The Problem: Manual Prompt Engineering Doesn't Scale
You've written a prompt. It works... sometimes. So you tweak it. Test it. Tweak it again. Add "think step by step." Remove it. Add examples. Remove them. Try different phrasings.
After hours of this, you've maybe improved accuracy by 5%. And you have no idea if that improvement will hold on new data.
This is the prompt engineering treadmill. DSPy's optimizers are designed to get you off it.
What DSPy Optimizers Actually Do
Every DSPy optimizer answers the same question: "Given my task and some training data, what should my prompt look like?"
But they attack it from three different angles:
| Approach | What Gets Optimized | Optimizers |
|---|---|---|
| Few-shot demos | "What examples should I show?" | LabeledFewShot, BootstrapFewShot, BootstrapFewShotWithRandomSearch, KNNFewShot |
| Instructions | "How should I describe the task?" | COPRO, MIPROv2, GEPA |
| Model weights | "Can I bake this into the model itself?" | BootstrapFinetune |
Quick Reference: When to Use What
Before diving deep, here's the practical cheat sheet:
Few-Shot Demo Optimizers
- LabeledFewShot - Simply grabs k random examples from training data. No validation, no magic.

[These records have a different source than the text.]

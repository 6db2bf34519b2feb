use serde::Serialize;
use thiserror::Error;

use super::tokenize::{content_lines, split_line, SplitMode};

/// One preview row: every header paired with the raw text of its cell, in header order.
#[derive(Debug, Clone, PartialEq, Eq, Serialize)]
pub struct PreviewRow {
    cells: Vec<(String, String)>,
}

impl PreviewRow {
    /// Cell text for `header`, or `None` if the header is unknown.
    pub fn get(&self, header: &str) -> Option<&str> {
        self.cells
            .iter()
            .find(|(name, _)| name == header)
            .map(|(_, value)| value.as_str())
    }

    pub fn iter(&self) -> impl Iterator<Item = (&str, &str)> {
        self.cells.iter().map(|(h, v)| (h.as_str(), v.as_str()))
    }

    pub fn len(&self) -> usize {
        self.cells.len()
    }

    pub fn is_empty(&self) -> bool {
        self.cells.is_empty()
    }
}

/// A data line whose field count differs from the header count.
///
/// Ragged rows never block an upload; the preview pads or truncates them and the warning is
/// only kept for logging.
#[derive(Debug, Clone, PartialEq, Eq, Error)]
#[error("line {line}: expected {expected} fields, found {found}")]
pub struct ParseWarning {
    /// 1-based physical line number in the file.
    pub line: usize,
    pub expected: usize,
    pub found: usize,
}

/// Preview rows together with the warnings raised while building them.
#[derive(Debug, Clone, Default, PartialEq, Eq)]
pub struct Preview {
    pub rows: Vec<PreviewRow>,
    pub warnings: Vec<ParseWarning>,
}

/// Builds up to `max_rows` preview rows from the non-blank lines after the header line.
///
/// Cells are zipped positionally against `headers`: missing trailing cells become empty
/// strings and cells beyond the header count are dropped.
pub fn build_preview(raw_text: &str, headers: &[String], max_rows: usize) -> Vec<PreviewRow> {
    preview_with(raw_text, headers, max_rows, SplitMode::Naive).rows
}

/// Same as [`build_preview`] with an explicit tokenizer, also reporting ragged rows.
pub fn preview_with(raw_text: &str, headers: &[String], max_rows: usize, mode: SplitMode) -> Preview {
    if headers.is_empty() {
        return Preview::default();
    }

    let mut preview = Preview::default();
    for (line_no, line) in content_lines(raw_text).skip(1).take(max_rows) {
        let mut values = split_line(line, mode);
        if values.len() != headers.len() {
            preview.warnings.push(ParseWarning {
                line: line_no,
                expected: headers.len(),
                found: values.len(),
            });
        }
        values.resize(headers.len(), String::new());

        let cells = headers.iter().cloned().zip(values).collect();
        preview.rows.push(PreviewRow { cells });
    }
    preview
}

#[cfg(test)]
mod tests {
    use super::*;
    use crate::csv::parse_headers;

    fn ten_row_csv() -> String {
        let mut raw = String::from("id,title,content\n");
        for i in 0..10 {
            raw.push_str(&format!("{i},Title {i},Body {i}\n"));
        }
        raw
    }

    #[test]
    fn preview_is_bounded_by_max_rows() {
        let raw = ten_row_csv();
        let headers = parse_headers(&raw);
        let rows = build_preview(&raw, &headers, 3);

        assert_eq!(rows.len(), 3);
        for row in &rows {
            for header in &headers {
                assert!(row.get(header).is_some(), "missing {header}");
            }
        }
        assert_eq!(rows[0].get("title"), Some("Title 0"));
        assert_eq!(rows[2].get("content"), Some("Body 2"));
    }

    #[test]
    fn short_rows_are_padded_and_long_rows_truncated() {
        let raw = "a,b,c\n1\n1,2,3,4,5\n";
        let headers = parse_headers(raw);
        let preview = preview_with(raw, &headers, 5, SplitMode::Naive);

        assert_eq!(preview.rows[0].get("a"), Some("1"));
        assert_eq!(preview.rows[0].get("b"), Some(""));
        assert_eq!(preview.rows[0].get("c"), Some(""));
        assert_eq!(preview.rows[1].len(), 3);
        assert_eq!(preview.rows[1].get("c"), Some("3"));
        assert_eq!(
            preview.warnings,
            vec![
                ParseWarning { line: 2, expected: 3, found: 1 },
                ParseWarning { line: 3, expected: 3, found: 5 },
            ]
        );
    }

    #[test]
    fn header_only_csv_has_empty_preview() {
        let raw = "id,content\n\n";
        let headers = parse_headers(raw);
        assert_eq!(headers.len(), 2);
        assert!(build_preview(raw, &headers, 3).is_empty());
    }

    #[test]
    fn blank_lines_between_rows_are_skipped() {
        let raw = "id,content\n\n1,\"first\"\n   \n2,second\n";
        let headers = parse_headers(raw);
        let rows = build_preview(raw, &headers, 3);
        assert_eq!(rows.len(), 2);
        assert_eq!(rows[0].get("content"), Some("first"));
        assert_eq!(rows[1].get("id"), Some("2"));
    }

    #[test]
    fn no_headers_means_no_rows() {
        assert!(build_preview("1,2\n3,4\n", &[], 3).is_empty());
    }
}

- BootstrapFewShot - The search algorithm goes through every training input in the trainset, gets a prediction and then checks whether it "passes" the metric. If it passes, the examples are added to the compiled program. It captures full traces including intermediate reasoning.
- BootstrapFewShotWithRandomSearch - This creates many candidate programs by shuffling the training set and picking the best one. It tries different numbers of bootstrapped samples and evaluates each on the validation set.
- KNNFewShot - Uses an in-memory KNN retriever to find the k nearest neighbors at test time. For each input, it identifies the most similar examples and attaches them as demonstrations.
Instruction Optimizers
- COPRO - Uses coordinate ascent (hill-climbing) to optimize instructions. It generates multiple alternative instructions, evaluates them using your metric, and iteratively selects the best-performing ones.
- MIPROv2 - Works in three stages: 1) Bootstrap few-shot examples. 2) Propose instruction candidates. 3) Find an optimized combination of both using Bayesian Optimization.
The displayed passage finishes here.